Start of Block

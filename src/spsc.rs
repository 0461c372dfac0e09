//! Handoff Pipeline - bounded lock-free single-producer/single-consumer ring.
//!
//! One cell is always left empty so that `head == tail` means empty and
//! `next(head) == tail` means full, with no shared counter.
//!
//! # Memory Ordering
//!
//! - Producer writes the cell, then publishes `head` with `Release`.
//!   Consumer loads `head` with `Acquire` before reading the cell, so it
//!   never sees a partially written item.
//! - Consumer reads the cell, then publishes `tail` with `Release`.
//!   Producer loads `tail` with `Acquire` before reusing a cell, so it
//!   never overwrites an item that has not been taken.
//!
//! Each index is only ever stored by its owning side, which reads its own
//! index with `Relaxed`.
//!
//! Neither end blocks. Retrying on full/empty is the caller's business.

use std::cell::UnsafeCell;
use std::fmt;
use std::mem::MaybeUninit;
use std::sync::atomic::{AtomicBool, AtomicUsize, Ordering};
use std::sync::Arc;

use thiserror::Error;

/// Keeps each index on its own cache line
#[repr(align(64))]
struct CacheAligned<T>(T);

struct Shared<T> {
    /// Next cell the producer will write
    head: CacheAligned<AtomicUsize>,
    /// Next cell the consumer will read
    tail: CacheAligned<AtomicUsize>,
    producer_gone: AtomicBool,
    consumer_gone: AtomicBool,
    cells: Box<[UnsafeCell<MaybeUninit<T>>]>,
}

// SAFETY: cells in [tail, head) are owned by the consumer and the rest by
// the producer; the acquire/release index protocol hands each cell over
// exactly once, and only one Producer and one Consumer exist.
unsafe impl<T: Send> Send for Shared<T> {}
unsafe impl<T: Send> Sync for Shared<T> {}

impl<T> Shared<T> {
    #[inline]
    fn next(&self, index: usize) -> usize {
        let next = index + 1;
        if next == self.cells.len() {
            0
        } else {
            next
        }
    }

    #[inline]
    fn len(&self) -> usize {
        let head = self.head.0.load(Ordering::Acquire);
        let tail = self.tail.0.load(Ordering::Acquire);
        if head >= tail {
            head - tail
        } else {
            self.cells.len() - tail + head
        }
    }
}

impl<T> Drop for Shared<T> {
    fn drop(&mut self) {
        let head = *self.head.0.get_mut();
        let mut tail = *self.tail.0.get_mut();
        while tail != head {
            // SAFETY: cells in [tail, head) hold initialized, untaken items.
            unsafe { self.cells[tail].get_mut().assume_init_drop() };
            tail = self.next(tail);
        }
    }
}

/// Create a ring with `slots` cells, holding at most `slots - 1` items.
///
/// # Panics
/// Panics if `slots < 2`.
pub fn ring_buffer<T>(slots: usize) -> (Producer<T>, Consumer<T>) {
    assert!(slots >= 2, "Ring buffer needs at least 2 slots");

    let cells = (0..slots)
        .map(|_| UnsafeCell::new(MaybeUninit::uninit()))
        .collect::<Vec<_>>()
        .into_boxed_slice();

    let shared = Arc::new(Shared {
        head: CacheAligned(AtomicUsize::new(0)),
        tail: CacheAligned(AtomicUsize::new(0)),
        producer_gone: AtomicBool::new(false),
        consumer_gone: AtomicBool::new(false),
        cells,
    });

    (
        Producer {
            shared: Arc::clone(&shared),
        },
        Consumer { shared },
    )
}

/// Returned by [`Producer::push`] when the ring is full; carries the item back.
#[derive(Error, Debug, Clone, Copy, PartialEq, Eq)]
pub enum PushError<T> {
    #[error("ring buffer is full")]
    Full(T),
}

impl<T> PushError<T> {
    pub fn into_inner(self) -> T {
        match self {
            PushError::Full(item) => item,
        }
    }
}

/// Writing end. Not `Clone`: there is exactly one producer.
pub struct Producer<T> {
    shared: Arc<Shared<T>>,
}

impl<T> Producer<T> {
    /// Try to enqueue an item without blocking.
    #[inline]
    pub fn push(&mut self, item: T) -> Result<(), PushError<T>> {
        let shared = &*self.shared;
        let head = shared.head.0.load(Ordering::Relaxed);
        let next = shared.next(head);
        if next == shared.tail.0.load(Ordering::Acquire) {
            return Err(PushError::Full(item));
        }

        // SAFETY: `head` is outside [tail, head), so the consumer will not
        // touch this cell until the store below publishes it.
        unsafe { (*shared.cells[head].get()).write(item) };
        shared.head.0.store(next, Ordering::Release);
        Ok(())
    }

    /// Whether the ring currently holds no items
    #[inline]
    pub fn is_empty(&self) -> bool {
        self.shared.head.0.load(Ordering::Relaxed) == self.shared.tail.0.load(Ordering::Acquire)
    }

    #[inline]
    pub fn is_full(&self) -> bool {
        let head = self.shared.head.0.load(Ordering::Relaxed);
        self.shared.next(head) == self.shared.tail.0.load(Ordering::Acquire)
    }

    /// Items currently queued (a snapshot)
    #[inline]
    pub fn len(&self) -> usize {
        self.shared.len()
    }

    /// Maximum number of queued items
    #[inline]
    pub fn capacity(&self) -> usize {
        self.shared.cells.len() - 1
    }

    /// True once the consumer has been dropped
    #[inline]
    pub fn is_abandoned(&self) -> bool {
        self.shared.consumer_gone.load(Ordering::Acquire)
    }
}

impl<T> Drop for Producer<T> {
    fn drop(&mut self) {
        self.shared.producer_gone.store(true, Ordering::Release);
    }
}

impl<T> fmt::Debug for Producer<T> {
    fn fmt(&self, f: &mut fmt::Formatter<'_>) -> fmt::Result {
        f.debug_struct("Producer")
            .field("len", &self.len())
            .field("capacity", &self.capacity())
            .finish()
    }
}

/// Reading end. Not `Clone`: there is exactly one consumer.
pub struct Consumer<T> {
    shared: Arc<Shared<T>>,
}

impl<T> Consumer<T> {
    /// Try to dequeue the oldest item without blocking.
    #[inline]
    pub fn pop(&mut self) -> Option<T> {
        let shared = &*self.shared;
        let tail = shared.tail.0.load(Ordering::Relaxed);
        if tail == shared.head.0.load(Ordering::Acquire) {
            return None;
        }

        // SAFETY: `tail` is inside [tail, head), published by the producer's
        // release store, and is not reused until the store below.
        let item = unsafe { (*shared.cells[tail].get()).assume_init_read() };
        shared.tail.0.store(shared.next(tail), Ordering::Release);
        Some(item)
    }

    #[inline]
    pub fn is_empty(&self) -> bool {
        self.shared.tail.0.load(Ordering::Relaxed) == self.shared.head.0.load(Ordering::Acquire)
    }

    #[inline]
    pub fn len(&self) -> usize {
        self.shared.len()
    }

    #[inline]
    pub fn capacity(&self) -> usize {
        self.shared.cells.len() - 1
    }

    /// True once the producer has been dropped.
    ///
    /// Every item pushed before the drop is still poppable afterwards.
    #[inline]
    pub fn is_abandoned(&self) -> bool {
        self.shared.producer_gone.load(Ordering::Acquire)
    }
}

impl<T> Drop for Consumer<T> {
    fn drop(&mut self) {
        self.shared.consumer_gone.store(true, Ordering::Release);
    }
}

impl<T> fmt::Debug for Consumer<T> {
    fn fmt(&self, f: &mut fmt::Formatter<'_>) -> fmt::Result {
        f.debug_struct("Consumer")
            .field("len", &self.len())
            .field("capacity", &self.capacity())
            .finish()
    }
}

End of Block

Work task:
Count each line of the entries that holds the word "reads", then state the total and nothing more.

Response to this task:
2